In an ideal system robust RCTs would simultaneously compare all interventions of interest. In the realm of stone disease such a trial would incorporate URS, SWL and PNL. However, since such studies are not readily available, indirect comparisons among studies can provide useful evidence. In our analysis the results of multiple RCTs were used to directly and/or indirectly compare treatments to each other in a network meta-analysis. We assessed unambiguous metrics associated with surgical stone treatment, which allowed the most equitable comparisons among treatment modalities, including SFR, retreatment procedures and surgical complications. However, this systematic literature search was limited to the published English language literature. Thus, unpublished conference abstracts, which may not have been published due to publication bias, would have been excluded from analysis.
Our network meta-analysis of patients with distal ureteral calculi showed that URS has advantages over SWL. Immediately after treatment URS was significantly superior to SWL in regard to SFR. However, that difference became smaller with time, which was a consequence of re-treatments. To that end when comparing the SWL and URS cohorts, patients initially treated with URS required fewer re-treatment procedures. In some regards our findings are not surprising or unexpected. The EAU/AUA Panel also reported that URS for distal ureteral calculi was associated with a greater SFR.28
As in the EAU/AUA analysis, in our series source studies were geographically diverse and likely included surgeons with varying skills and technology.

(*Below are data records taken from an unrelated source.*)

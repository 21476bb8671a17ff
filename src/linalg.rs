//! Dense symmetric linear algebra primitives on ndarray storage.
//!
//! The covariance backends only ever need structure-specific solves:
//! Cholesky factorization/solve for dense SPD matrices (Full backend and the
//! Woodbury core of the Factor backend) and a Jacobi eigensolver for
//! positive-definiteness checks. Everything operates on `Array2`/`Array1`
//! directly; no LAPACK binding is involved.

use ndarray::{Array1, Array2, ArrayView1, ArrayView2};

use crate::float_trait::GmmFloat;

/// Default number of Jacobi sweeps; cyclic Jacobi on well-conditioned
/// covariance-sized matrices converges far earlier.
const JACOBI_MAX_SWEEPS: usize = 50;

/// Compute the lower Cholesky factor L with A = L * L^T.
///
/// Returns None when a pivot is not strictly positive, i.e. the matrix is
/// not positive definite within floating-point accuracy. The input is read
/// as its lower triangle; strict symmetry of the upper triangle is not
/// required.
pub fn cholesky_lower<F: GmmFloat>(a: ArrayView2<F>) -> Option<Array2<F>> {
    let n = a.nrows();
    debug_assert_eq!(n, a.ncols());
    let mut l = Array2::zeros((n, n));

    for i in 0..n {
        for j in 0..=i {
            let mut sum = a[[i, j]];
            for k in 0..j {
                sum -= l[[i, k]] * l[[j, k]];
            }
            if i == j {
                if sum <= F::zero() {
                    return None;
                }
                l[[i, j]] = sum.sqrt();
            } else {
                l[[i, j]] = sum / l[[j, j]];
            }
        }
    }
    Some(l)
}

/// Log-determinant of A from its lower Cholesky factor: 2 * sum(ln L_ii).
pub fn cholesky_log_det<F: GmmFloat>(l: &Array2<F>) -> F {
    let two = F::from_f64_c(2.0);
    (0..l.nrows()).map(|i| l[[i, i]].ln()).sum::<F>() * two
}

/// Solve L * y = b by forward substitution.
pub fn forward_substitute<F: GmmFloat>(l: &Array2<F>, b: ArrayView1<F>) -> Array1<F> {
    let n = l.nrows();
    let mut y = Array1::zeros(n);
    for i in 0..n {
        let mut sum = b[i];
        for k in 0..i {
            sum -= l[[i, k]] * y[k];
        }
        y[i] = sum / l[[i, i]];
    }
    y
}

/// Solve L^T * x = y by backward substitution.
pub fn backward_substitute<F: GmmFloat>(l: &Array2<F>, y: ArrayView1<F>) -> Array1<F> {
    let n = l.nrows();
    let mut x = Array1::zeros(n);
    for i in (0..n).rev() {
        let mut sum = y[i];
        for k in (i + 1)..n {
            sum -= l[[k, i]] * x[k];
        }
        x[i] = sum / l[[i, i]];
    }
    x
}

/// Solve A * x = b given the lower Cholesky factor of A.
pub fn cholesky_solve<F: GmmFloat>(l: &Array2<F>, b: ArrayView1<F>) -> Array1<F> {
    let y = forward_substitute(l, b);
    backward_substitute(l, y.view())
}

/// Eigenvalues of a symmetric matrix by cyclic Jacobi rotations,
/// returned in ascending order.
///
/// Used for positive-definiteness verification of materialized or implied
/// covariances; accuracy well below covariance regularization scales.
pub fn symmetric_eigenvalues<F: GmmFloat>(a: ArrayView2<F>) -> Array1<F> {
    let n = a.nrows();
    debug_assert_eq!(n, a.ncols());
    let mut m = a.to_owned();
    let tiny = F::from_f64_c(1e-300);

    for _ in 0..JACOBI_MAX_SWEEPS {
        // Off-diagonal Frobenius mass decides convergence.
        let mut off = F::zero();
        for p in 0..n {
            for q in (p + 1)..n {
                off += m[[p, q]] * m[[p, q]];
            }
        }
        let scale = (0..n).map(|i| m[[i, i]].abs()).sum::<F>().max(F::one());
        if off.sqrt() <= F::epsilon() * scale {
            break;
        }

        for p in 0..n {
            for q in (p + 1)..n {
                let apq = m[[p, q]];
                if apq.abs() <= tiny {
                    continue;
                }
                let app = m[[p, p]];
                let aqq = m[[q, q]];
                let tau = (aqq - app) / (F::from_f64_c(2.0) * apq);
                let t = if tau >= F::zero() {
                    F::one() / (tau + (F::one() + tau * tau).sqrt())
                } else {
                    -F::one() / (-tau + (F::one() + tau * tau).sqrt())
                };
                let c = F::one() / (F::one() + t * t).sqrt();
                let s = t * c;

                for k in 0..n {
                    let mkp = m[[k, p]];
                    let mkq = m[[k, q]];
                    m[[k, p]] = c * mkp - s * mkq;
                    m[[k, q]] = s * mkp + c * mkq;
                }
                for k in 0..n {
                    let mpk = m[[p, k]];
                    let mqk = m[[q, k]];
                    m[[p, k]] = c * mpk - s * mqk;
                    m[[q, k]] = s * mpk + c * mqk;
                }
            }
        }
    }

    let mut eigs: Vec<F> = (0..n).map(|i| m[[i, i]]).collect();
    eigs.sort_by(|x, y| x.partial_cmp(y).unwrap_or(std::cmp::Ordering::Equal));
    Array1::from(eigs)
}
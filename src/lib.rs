//! Patch-based image denoising with truncated variational Gaussian
//! mixtures.
//!
//! The crate fits a Gaussian mixture model to overlapping image patches
//! with a truncated variational EM algorithm: every patch tracks only its
//! `C'` most plausible components, refreshed periodically, which keeps the
//! per-iteration cost at O(N * C') instead of O(N * C). Four covariance
//! parameterizations are supported (isotropic, diagonal, factor, full),
//! optionally shared across all components. Denoising is MMSE shrinkage of
//! each patch toward its posterior components.
//!
//! The typical entry points are [`orchestration::fit_denoise`] for whole
//! images and [`fitter::fit_model`] / [`estimator::estimate`] for working
//! with patch matrices directly.

pub mod config;
pub mod covariance;
pub mod error;
pub mod estimator;
pub mod fitter;
pub mod float_trait;
pub mod init;
pub mod linalg;
pub mod model;
pub mod orchestration;
pub mod patches;

pub use config::{
    CovarianceKind, DenoiseConfig, FitConfig, LoadingInit, MeanInit, MergeStrategy,
    ModelConfig, PriorInit, SimMeasure, VarianceInit,
};
pub use error::{GmmError, Result};
pub use estimator::{estimate, estimate_truncated};
pub use fitter::{
    fit, fit_model, fit_model_with_cancel, fit_with_cancel, Candidate, CandidateSet,
    FitReport, FitStatus,
};
pub use float_trait::GmmFloat;
pub use init::initialize;
pub use model::MixtureModel;
pub use orchestration::{fit_denoise, fit_denoise_with_cancel};
pub use patches::{estimate_noise_sigma, extract_patches, merge_patches};
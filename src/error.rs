//! Error types for the mixture-model denoising engine.

use std::fmt;

/// Errors that can occur during model construction, fitting, or estimation.
///
/// A fit that merely fails to reach eps-convergence within the iteration
/// limit is *not* an error; it is reported through
/// [`FitStatus::IterationLimit`](crate::fitter::FitStatus) with the partial
/// model returned intact.
#[derive(Debug, Clone)]
pub enum GmmError {
    /// Invalid configuration parameter, surfaced before any iteration starts.
    InvalidConfig {
        /// Name of the invalid parameter.
        parameter: String,
        /// Description of why it's invalid.
        message: String,
    },

    /// A covariance became numerically singular after regularization.
    ///
    /// For a per-component covariance this is handled internally by
    /// deactivating the component; it propagates only when the shared
    /// covariance is affected (no fallback exists) or when construction
    /// itself fails.
    NumericalInstability {
        /// Offending component index, if attributable to one component.
        component: Option<usize>,
        /// Description of the failure.
        message: String,
    },

    /// Input dimensionality does not match the model dimensionality.
    DimensionMismatch {
        /// Dimensionality the model expects.
        expected: usize,
        /// Dimensionality the input carries.
        actual: usize,
    },

    /// The input contained zero patches.
    EmptyInput,
}

impl fmt::Display for GmmError {
    fn fmt(&self, f: &mut fmt::Formatter<'_>) -> fmt::Result {
        match self {
            GmmError::InvalidConfig { parameter, message } => {
                write!(f, "Invalid configuration for '{}': {}", parameter, message)
            }
            GmmError::NumericalInstability { component, message } => match component {
                Some(c) => write!(
                    f,
                    "Numerical instability in component {}: {}",
                    c, message
                ),
                None => write!(f, "Numerical instability: {}", message),
            },
            GmmError::DimensionMismatch { expected, actual } => {
                write!(
                    f,
                    "Dimension mismatch: model expects D = {}, input has D = {}",
                    expected, actual
                )
            }
            GmmError::EmptyInput => write!(f, "Input contains zero patches"),
        }
    }
}

impl std::error::Error for GmmError {}

/// Convenience type alias for Results with GmmError.
pub type Result<T> = std::result::Result<T, GmmError>;
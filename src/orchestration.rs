//! One-call denoising pipeline.
//!
//! Ties the stages together: extract overlapping patches, fit the mixture
//! model on them, shrink every patch toward its posterior components, and
//! merge the reconstructions back into an image. Each stage is also usable
//! on its own through its module.

use ndarray::{Array2, ArrayView2};
use std::sync::atomic::AtomicBool;

use crate::config::{DenoiseConfig, FitConfig, ModelConfig};
use crate::error::Result;
use crate::estimator;
use crate::fitter::{self, FitReport};
use crate::float_trait::GmmFloat;
use crate::model::MixtureModel;
use crate::patches;

/// Denoise a grayscale image end to end.
///
/// Returns the denoised image together with the fitted model and the fit
/// report, so callers can inspect convergence or reuse the model on further
/// images. When `denoise_config.noise_sigma` is `None` the noise level is
/// estimated from the image itself.
pub fn fit_denoise<F: GmmFloat>(
    image: ArrayView2<F>,
    model_config: &ModelConfig<F>,
    fit_config: &FitConfig<F>,
    denoise_config: &DenoiseConfig<F>,
) -> Result<(Array2<F>, MixtureModel<F>, FitReport<F>)> {
    fit_denoise_with_cancel(image, model_config, fit_config, denoise_config, None)
}

/// [`fit_denoise`] with an external cancellation flag, polled between fit
/// iterations. A cancelled fit still denoises with the best model so far.
pub fn fit_denoise_with_cancel<F: GmmFloat>(
    image: ArrayView2<F>,
    model_config: &ModelConfig<F>,
    fit_config: &FitConfig<F>,
    denoise_config: &DenoiseConfig<F>,
    cancel: Option<&AtomicBool>,
) -> Result<(Array2<F>, MixtureModel<F>, FitReport<F>)> {
    denoise_config.validate()?;

    let patch_matrix =
        patches::extract_patches(image, denoise_config.patch_shape, denoise_config.shift)?;

    let (model, report) =
        fitter::fit_model_with_cancel(patch_matrix.view(), model_config, fit_config, cancel)?;

    let sigma = match denoise_config.noise_sigma {
        Some(s) => s,
        None => patches::estimate_noise_sigma(image),
    };
    let denoised_patches = estimator::estimate_truncated(
        &model,
        patch_matrix.view(),
        sigma * sigma,
        fit_config.truncation,
        fit_config.sim_measure,
    )?;

    let denoised = patches::merge_patches(
        denoised_patches.view(),
        image.dim(),
        denoise_config.patch_shape,
        denoise_config.shift,
        denoise_config.merge,
    )?;
    Ok((denoised, model, report))
}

What may be as important as our mentioned findings on distal ureteral calculi is our inability to draw meaningful conclusions when assessing studies of proximal ureteral and renal calculi. Of the literature searched only 4 RCTs were identified for proximal ureteral calculi,19–22
of which 2 were restricted to a stone burden of 1.5 to 2 cm, much larger than the size stone routinely encountered in practice.20,21
The other 2 studies also included patients with renal stones with such great variability in clinical characteristics and outcome metrics that meaningful comparisons were not possible.19,22
Going forward, what is most needed to better elucidate the optimal treatment approaches to proximal ureteral and renal calculi are robustly designed RCTs. However, given the relative scarcity of such studies in the previous decade, it is unlikely that a significant number of these studies will rapidly populate the medical literature in the coming years. In the absence of such studies the next level of appropriate evidence would be well designed observational studies. Our review identified that there is no uniform approach to defining preoperative stone size or location, associated ancillary treatments or even the stone-free outcome. To maximize the benefit of observational studies it is important to develop a commonly accepted terminology that will best permit a comparison of interventions for stone disease.